▶ [Dataset]:
//! The command line options of `enrolctl`.

use std::path::PathBuf;
use crate::commons::EngineResult;
use crate::constants::DEFAULT_CONFIG_FILE;
use crate::enrolment::manager::EnrolmentManager;
use crate::enrolment::provider::{CourseUser, EnrolmentProvider};
use crate::enrolment::types::{CourseId, CourseStatus, ProviderId, UserId};
use super::report::{JournalReport, Report, ReportFormat};


//------------ Options -------------------------------------------------------

/// The command line options for enrolctl.
#[derive(clap::Parser)]
#[command(
    version,
    about = "Inspect and maintain course enrolments.",
)]
pub struct Options {
    #[command(flatten)]
    pub general: GeneralOptions,

    #[command(subcommand)]
    pub command: Command,
}

impl Options {
    /// Creates the options from the process arguments.
    ///
    /// If the arguments won't result in usable options, exits the process.
    pub fn from_args() -> Self {
        <Self as clap::Parser>::parse()
    }
}


//------------ GeneralOptions ------------------------------------------------

#[derive(clap::Args)]
pub struct GeneralOptions {
    /// Path to the config file
    #[arg(
        short, long,
        env = "ENROLCTL_CONFIG",
        default_value = DEFAULT_CONFIG_FILE,
    )]
    pub config: PathBuf,

    /// Path to the JSON file listing the courses and learners of the site
    #[arg(short, long, env = "ENROLCTL_DIRECTORY")]
    pub directory: PathBuf,

    /// Report format
    #[arg(short, long, value_enum, default_value_t)]
    pub format: ReportFormat,
}


//------------ Command -------------------------------------------------------

#[derive(clap::Subcommand)]
pub enum Command {
    /// Show whether a learner is enrolled in a course
    Status(Status),

    /// Enrol a learner manually
    Enrol(LearnerInCourse),

    /// Withdraw a manual enrolment
    Withdraw(LearnerInCourse),

    /// Remove a learner from a course regardless of any provider
    Remove(Remove),

    /// Undo the removal of a learner from a course
    Restore(LearnerInCourse),

    /// Run due background tasks
    RunJobs(RunJobs),

    /// Replace the site salt, making all cached results stale
    ResetSalt,

    /// Recalculate enrolments now or in the background
    Recalculate(Recalculate),

    /// Signal that the status of a course has changed
    CourseChanged(CourseChanged),

    /// Show the provider journals of a learner in a course
    Journal(Journal),

    /// Explain how the enrolment of a learner in a course comes about
    Debug(LearnerInCourse),
}

impl Command {
    pub fn run(self, manager: &EnrolmentManager) -> EngineResult<Report> {
        match self {
            Self::Status(cmd) => cmd.run(manager),
            Self::Enrol(cmd) => {
                manager.enrol(cmd.user, cmd.course)?;
                Ok(cmd.report(manager))
            }
            Self::Withdraw(cmd) => {
                manager.withdraw(cmd.user, cmd.course)?;
                Ok(cmd.report(manager))
            }
            Self::Remove(cmd) => cmd.run(manager),
            Self::Restore(cmd) => {
                manager.course(cmd.course).restore_learner(cmd.user)?;
                manager.persist_all();
                Ok(cmd.report(manager))
            }
            Self::RunJobs(cmd) => cmd.run(manager),
            Self::ResetSalt => {
                let version_hash = manager.reset_site_salt()?;
                Ok(Report::Salt { version_hash })
            }
            Self::Recalculate(cmd) => cmd.run(manager),
            Self::CourseChanged(cmd) => cmd.run(manager),
            Self::Journal(cmd) => cmd.run(manager),
            Self::Debug(cmd) => Ok(Report::Lines {
                lines: manager.debug_report(cmd.user, cmd.course)?
            }),
        }
    }
}


//------------ LearnerInCourse -----------------------------------------------

#[derive(clap::Args)]
pub struct LearnerInCourse {
    /// The id of the learner
    #[arg(long, short, value_name = "id")]
    pub user: UserId,

    /// The id of the course
    #[arg(long, value_name = "id")]
    pub course: CourseId,
}

impl LearnerInCourse {
    fn report(&self, manager: &EnrolmentManager) -> Report {
        Report::Enrolment {
            user: self.user,
            course: self.course,
            enrolled: manager.is_enrolled(self.user, self.course),
        }
    }
}


//------------ Status --------------------------------------------------------

#[derive(clap::Args)]
pub struct Status {
    #[command(flatten)]
    learner: LearnerInCourse,

    /// Ask the providers instead of using the cached result
    #[arg(long)]
    fresh: bool,
}

impl Status {
    fn run(self, manager: &EnrolmentManager) -> EngineResult<Report> {
        let LearnerInCourse { user, course } = self.learner;
        let enrolled = if self.fresh {
            let enrolled = manager.course(course).recalculate_enrolment(user);
            manager.persist_all();
            enrolled
        }
        else {
            manager.is_enrolled(user, course)
        };
        Ok(Report::Enrolment { user, course, enrolled })
    }
}


//------------ Remove --------------------------------------------------------

#[derive(clap::Args)]
pub struct Remove {
    #[command(flatten)]
    learner: LearnerInCourse,

    /// Why the learner is removed
    #[arg(long, short)]
    reason: Option<String>,
}

impl Remove {
    fn run(self, manager: &EnrolmentManager) -> EngineResult<Report> {
        let was_enrolled = manager
            .course(self.learner.course)
            .remove_learner(self.learner.user, self.reason)?;
        manager.persist_all();
        Ok(Report::message(if was_enrolled {
            format!(
                "Removed enrolled learner {} from course {}",
                self.learner.user, self.learner.course
            )
        }
        else {
            format!(
                "Learner {} was not enrolled in course {}, removal recorded",
                self.learner.user, self.learner.course
            )
        }))
    }
}


//------------ RunJobs -------------------------------------------------------

#[derive(clap::Args)]
pub struct RunJobs {
    /// Stop after this many tasks
    #[arg(long, value_name = "number")]
    max: Option<usize>,
}

impl RunJobs {
    fn run(self, manager: &EnrolmentManager) -> EngineResult<Report> {
        manager.jobs().start_recurring_checks()?;
        let runs = manager.run_pending_jobs(self.max)?;
        Ok(Report::Jobs {
            runs,
            pending: manager.jobs().queue().pending_count()?,
            running: manager.jobs().queue().running_count()?,
        })
    }
}


//------------ Recalculate ---------------------------------------------------

#[derive(clap::Args)]
pub struct Recalculate {
    /// Recalculate all enrolments of this learner right away
    #[arg(long, short, value_name = "id", conflicts_with = "course")]
    user: Option<UserId>,

    /// Schedule the recalculation of this course
    #[arg(long, value_name = "id")]
    course: Option<CourseId>,

    /// Only recalculate results explicitly marked as invalidated
    #[arg(long, requires = "course")]
    invalidated_only: bool,
}

impl Recalculate {
    fn run(self, manager: &EnrolmentManager) -> EngineResult<Report> {
        if let Some(user) = self.user {
            let enrolled_courses = manager.recalculate_enrolments(user)?;
            manager.persist_all();
            Ok(Report::Recalculated { user, enrolled_courses })
        }
        else if let Some(course) = self.course {
            manager.jobs().start_course_calculation(
                course, self.invalidated_only
            )?;
            Ok(Report::message(format!(
                "Scheduled calculation of course {course}"
            )))
        }
        else {
            manager.jobs().start_learner_calculation()?;
            Ok(Report::message("Scheduled calculation of all learners"))
        }
    }
}


//------------ CourseChanged -------------------------------------------------

#[derive(clap::Args)]
pub struct CourseChanged {
    /// The id of the course
    #[arg(long, value_name = "id")]
    course: CourseId,

    /// The previous status, if the course existed before
    #[arg(long, value_name = "status")]
    from: Option<CourseStatus>,

    /// The new status
    #[arg(long, value_name = "status")]
    to: CourseStatus,
}

impl CourseChanged {
    fn run(self, manager: &EnrolmentManager) -> EngineResult<Report> {
        let scheduled = manager.handle_course_status_change(
            self.course, self.from, self.to
        )?;
        Ok(Report::message(if scheduled {
            format!("Scheduled recalculation of course {}", self.course)
        }
        else {
            format!("Nothing to do for course {}", self.course)
        }))
    }
}


//------------ Journal -------------------------------------------------------

#[derive(clap::Args)]
pub struct Journal {
    #[command(flatten)]
    learner: LearnerInCourse,

    /// Only show the journal of this provider
    #[arg(long, short, value_name = "id")]
    provider: Option<String>,
}

impl Journal {
    fn run(self, manager: &EnrolmentManager) -> EngineResult<Report> {
        let LearnerInCourse { user, course } = self.learner;
        let cu = CourseUser::new(user, course);

        let providers: Vec<ProviderId> = match self.provider {
            Some(id) => vec![ProviderId::new(id)],
            None => manager.registry().get_all().map(|p| p.id()).collect(),
        };
        let mut journals = Vec::new();
        for provider in providers {
            let journal = manager.journals().load(&provider, cu)?;
            if journal.is_empty() {
                continue
            }
            journals.push(JournalReport {
                provider,
                history: journal.history().copied().collect(),
                logs: journal.logs().cloned().collect(),
            });
        }
        Ok(Report::Journal { user, course, providers: journals })
    }
}


//============ Tests =========================================================

#[cfg(test)]
mod tests {
    use std::sync::Arc;
    use clap::{CommandFactory, Parser};
    use crate::config::Config;
    use crate::enrolment::directory::StaticDirectory;
    use crate::enrolment::registry::NoExternalProviders;
    use crate::test::mem_storage_uri;
    use super::*;

    fn parse(args: &[&str]) -> Result<Options, clap::Error> {
        Options::try_parse_from(
            ["enrolctl", "-d", "site.json"].into_iter().chain(args.iter().copied())
        )
    }

    fn command(args: &[&str]) -> Command {
        parse(args).unwrap().command
    }

    fn manager() -> EnrolmentManager {
        let directory = Arc::new(StaticDirectory::new());
        directory.set_course(CourseId::new(1), CourseStatus::Published);
        directory.add_learners([UserId::new(1), UserId::new(2)]);
        EnrolmentManager::build(
            Config::test(&mem_storage_uri()), &NoExternalProviders, directory
        ).unwrap()
    }

    #[test]
    fn options_are_consistent() {
        Options::command().debug_assert();
    }

    #[test]
    fn parse_general_options() {
        let options = Options::try_parse_from([
            "enrolctl", "-c", "/tmp/enrol.conf", "-d", "site.json",
            "-f", "json", "reset-salt",
        ]).unwrap();
        assert_eq!(options.general.config, PathBuf::from("/tmp/enrol.conf"));
        assert_eq!(options.general.directory, PathBuf::from("site.json"));
        assert_eq!(options.general.format, ReportFormat::Json);
        assert!(matches!(options.command, Command::ResetSalt));

        let options = parse(&["run-jobs"]).unwrap();
        assert_eq!(options.general.config, PathBuf::from(DEFAULT_CONFIG_FILE));
        assert_eq!(options.general.format, ReportFormat::Text);
    }

    #[test]
    fn parse_learner_commands() {
        match command(&["status", "-u", "3", "--course", "7", "--fresh"]) {
            Command::Status(status) => {
                assert_eq!(status.learner.user, UserId::new(3));
                assert_eq!(status.learner.course, CourseId::new(7));
                assert!(status.fresh);
            }
            _ => panic!("expected status"),
        }
        match command(&["remove", "--user", "3", "--course", "7", "-r", "left"]) {
            Command::Remove(remove) => {
                assert_eq!(remove.reason.as_deref(), Some("left"));
            }
            _ => panic!("expected remove"),
        }
        assert!(matches!(
            command(&["enrol", "-u", "1", "--course", "2"]), Command::Enrol(_)
        ));
        assert!(matches!(
            command(&["journal", "-u", "1", "--course", "2", "-p", "manual"]),
            Command::Journal(Journal { provider: Some(_), .. })
        ));
        assert!(parse(&["withdraw", "-u", "x", "--course", "2"]).is_err());
        assert!(parse(&["debug", "-u", "1"]).is_err());
    }

    #[test]
    fn parse_job_commands() {
        match command(&["recalculate", "--course", "2", "--invalidated-only"]) {
            Command::Recalculate(cmd) => {
                assert_eq!(cmd.course, Some(CourseId::new(2)));
                assert!(cmd.invalidated_only);
                assert_eq!(cmd.user, None);
            }
            _ => panic!("expected recalculate"),
        }
        assert!(parse(&["recalculate", "--user", "1", "--course", "2"]).is_err());
        assert!(parse(&["recalculate", "--invalidated-only"]).is_err());

        match command(&["run-jobs", "--max", "5"]) {
            Command::RunJobs(cmd) => assert_eq!(cmd.max, Some(5)),
            _ => panic!("expected run-jobs"),
        }
        match command(&[
            "course-changed", "--course", "4", "--from", "draft", "--to", "publish"
        ]) {
            Command::CourseChanged(cmd) => {
                assert_eq!(cmd.from, Some(CourseStatus::Draft));
                assert_eq!(cmd.to, CourseStatus::Published);
            }
            _ => panic!("expected course-changed"),
        }
        assert!(parse(&["course-changed", "--course", "4", "--to", "gone"]).is_err());
    }

    #[test]
    fn run_status_and_journal() {
        let manager = manager();
        command(&["enrol", "-u", "1", "--course", "1"]).run(&manager).unwrap();

        let report = command(&["status", "-u", "1", "--course", "1"])
            .run(&manager).unwrap();
        assert_eq!(
            report.format(ReportFormat::Text),
            "Learner 1 is enrolled in course 1"
        );
        let json: serde_json::Value = serde_json::from_str(
            &report.format(ReportFormat::Json)
        ).unwrap();
        assert_eq!(json["type"], "enrolment");
        assert_eq!(json["user"], 1);
        assert_eq!(json["enrolled"], true);

        let report = command(&["journal", "-u", "1", "--course", "1"])
            .run(&manager).unwrap();
        let text = report.format(ReportFormat::Text);
        assert!(text.starts_with("Journal of learner 1 in course 1"));
        assert!(text.contains("manual:"));
        assert!(text.contains("  enrolled"));
        let json: serde_json::Value = serde_json::from_str(
            &report.format(ReportFormat::Json)
        ).unwrap();
        assert_eq!(json["type"], "journal");
        assert_eq!(json["providers"][0]["provider"], "manual");
        assert_eq!(json["providers"][0]["history"][0]["status"], true);

        assert!(
            command(&["enrol", "-u", "1", "--course", "9"]).run(&manager).is_err()
        );
    }
}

▶ [Task directions]: Return the lines above that include the string "true".

▶ [Exercise response]:
        assert_eq!(json["enrolled"], true);
        assert_eq!(json["providers"][0]["history"][0]["status"], true);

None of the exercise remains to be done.